[Python-Dev] PEP acceptance and SIGs

Donald Stufft donald at stufft.io
Thu Oct 1 03:58:40 CEST 2015


On September 30, 2015 at 9:14:42 PM, Alexander Belopolsky (alexander.belopolsky at gmail.com) wrote:
> On Wed, Sep 30, 2015 at 8:32 PM, Donald Stufft wrote:
> >
> > I don’t see any requirement to post PEPs to python-dev if they have a
> Discussions-To header in PEP 1.
>  
>  
> When I faced a similar situation with PEP 495, Guido's advise was "I think
> that a courtesy message to python-dev is appropriate, with a link to the
> PEP and an invitation to discuss its merits on datetime-sig." [1]
>  
> Maybe it is time to clarify that in PEP 1.

An obvious difference is that PEP 495 modifies the standard library and PEP 470
does not (nor do most of the packaging related PEPs, the one that did was
discussed on python-dev).

>  
> > I don’t really think it makes sense in this case either tbh, PyPI, pip,
> and setuptools are not under python-dev’s banner.
>  
> Given that ensurepip is part of stdlib, I am not sure this is an accurate
> statement.

PEP 453 states:

    The bootstrapped software will still remain external to CPython and this
    PEP does not include CPython subsuming the development responsibilities or
    design decisions of the bootstrapped software.

It was an explicit decision in PEP 453 that these projects still remain
independent precisely for this reason.

> Even if it was, did you make any effort to discuss the proposal
> outside of a small group subscribed to distutils ML?

Did I personally? No.

The discussion that started PEP 470 actually started on python-dev over a year
ago and moved to distutils-sig because people told us to take the packaging
stuff off python-dev. However, since it was a PEP, all CPython core developers
should have gotten notifications for every modification to the text via the
python-checkins mailing list, which all Cpython core developers are expected to
be subscribed to. In addition to that, it was also posted as an article to LWN
towards the begining of the discussion around it [1].
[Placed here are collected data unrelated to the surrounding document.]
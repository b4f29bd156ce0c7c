//! Easing curves

use super::Millis;

/// Shape applied to linear progress before interpolating
#[derive(Debug, Clone, Copy, PartialEq, Eq, Default)]
pub enum Easing {
    /// Progress is used as-is
    #[default]
    Linear,
    /// Quadratic ease-in-out: slow start, fast middle, slow end
    InOutQuad,
}

impl Easing {
    /// Map clamped linear progress to eased progress
    pub fn apply(self, t: f32) -> f32 {
        let t = t.clamp(0.0, 1.0);
        match self {
            Easing::Linear => t,
            Easing::InOutQuad => ease_in_out_quad(t),
        }
    }
}

/// `t < 0.5: 2t²; else: 1 - (-2t + 2)² / 2`
pub fn ease_in_out_quad(t: f32) -> f32 {
    if t < 0.5 {
        2.0 * t * t
    } else {
        1.0 - (-2.0 * t + 2.0).powi(2) / 2.0
    }
}

/// Linear progress of a span that began at `start`, clamped to [0, 1].
///
/// A zero or negative duration is already complete.
pub fn linear_progress(now: Millis, start: Millis, duration: Millis) -> f32 {
    if duration <= 0.0 {
        return 1.0;
    }
    (((now - start) / duration) as f32).clamp(0.0, 1.0)
}

#[cfg(test)]
mod tests {
    use super::*;

    #[test]
    fn test_ease_in_out_endpoints() {
        assert_eq!(ease_in_out_quad(0.0), 0.0);
        assert_eq!(ease_in_out_quad(1.0), 1.0);
        assert!((ease_in_out_quad(0.5) - 0.5).abs() < 1e-6);
    }

    #[test]
    fn test_ease_in_out_is_symmetric() {
        for i in 0..=20 {
            let t = i as f32 / 20.0;
            let a = ease_in_out_quad(t);
            let b = 1.0 - ease_in_out_quad(1.0 - t);
            assert!((a - b).abs() < 1e-5, "asymmetric at t={}", t);
        }
    }

    #[test]
    fn test_ease_in_out_monotonic() {
        let mut last = 0.0;
        for i in 0..=100 {
            let v = ease_in_out_quad(i as f32 / 100.0);
            assert!(v >= last);
            last = v;
        }
    }

    #[test]
    fn test_apply_clamps_input() {
        assert_eq!(Easing::InOutQuad.apply(-3.0), 0.0);
        assert_eq!(Easing::InOutQuad.apply(7.0), 1.0);
        assert_eq!(Easing::Linear.apply(1.5), 1.0);
    }

    #[test]
    fn test_linear_progress() {
        assert_eq!(linear_progress(100.0, 100.0, 1000.0), 0.0);
        assert!((linear_progress(600.0, 100.0, 1000.0) - 0.5).abs() < 1e-6);
        assert_eq!(linear_progress(5000.0, 100.0, 1000.0), 1.0);
        // Before the start (delayed span) stays at zero
        assert_eq!(linear_progress(50.0, 100.0, 1000.0), 0.0);
        assert_eq!(linear_progress(0.0, 0.0, 0.0), 1.0);
    }
}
I don't think it's unreasonable to say that if you want a say in how things are
changed, then you should be subscribed to the location where changes get
discussed, in this case, distutils-sig.

>  
> My main issue with PEP 470 is that it came shortly after PEP 438 and
> replaced it. PEP 438 created a solution that was not very convenient, but
> possible to implement. With PEP 470, you are punishing the developers who
> took your advise and created verified external distribution assuming that
> it would remain available for a foreseeable future. By your own count,
> [2] 59 projects implemented PEP 438 verification in two years since the PEP
> was published. You compare that to 931 that remain vulnerable and conclude
> that the solution did not work. Given that information about PEP 438
> features was very thinly disseminated, I think 59 is a large number and it
> would be appropriate to involve the developers of those packages in the
> discussion that led to PEP 470.

Two years is not a short amount of time in the current pace of Python's
packaging evolution. Honestly though, we tried PEP 438 and the end result was
pip's users were regularly confused. In hindsight, PEP 438 was not a very good
PEP. It was impossible to implement in a way that wasn't massively confusing
to end users and indeed, our issue tracker, and my personal email, and IRC got
fairly regular complaints from end users due to the confusing state that
PEP 438 left us in.

With my pip core developer hat on, I decided that it was no longer tennable and
I fully planned to implement something to replace PEP 438 regardless of if
there was a PEP to back it or not (and as an external project, pip is not bound
to follow any PEP, our unofficial policy is to attempt to follow all PEPs
unless they are harmful or useless). However I decided that it would be a
better overall outcome if PEP 438 was replaced with something that didn't have
the problems of PEP 438 and to give folks who cared enough to "show up" to
discuss it to have a chance to weigh in on it.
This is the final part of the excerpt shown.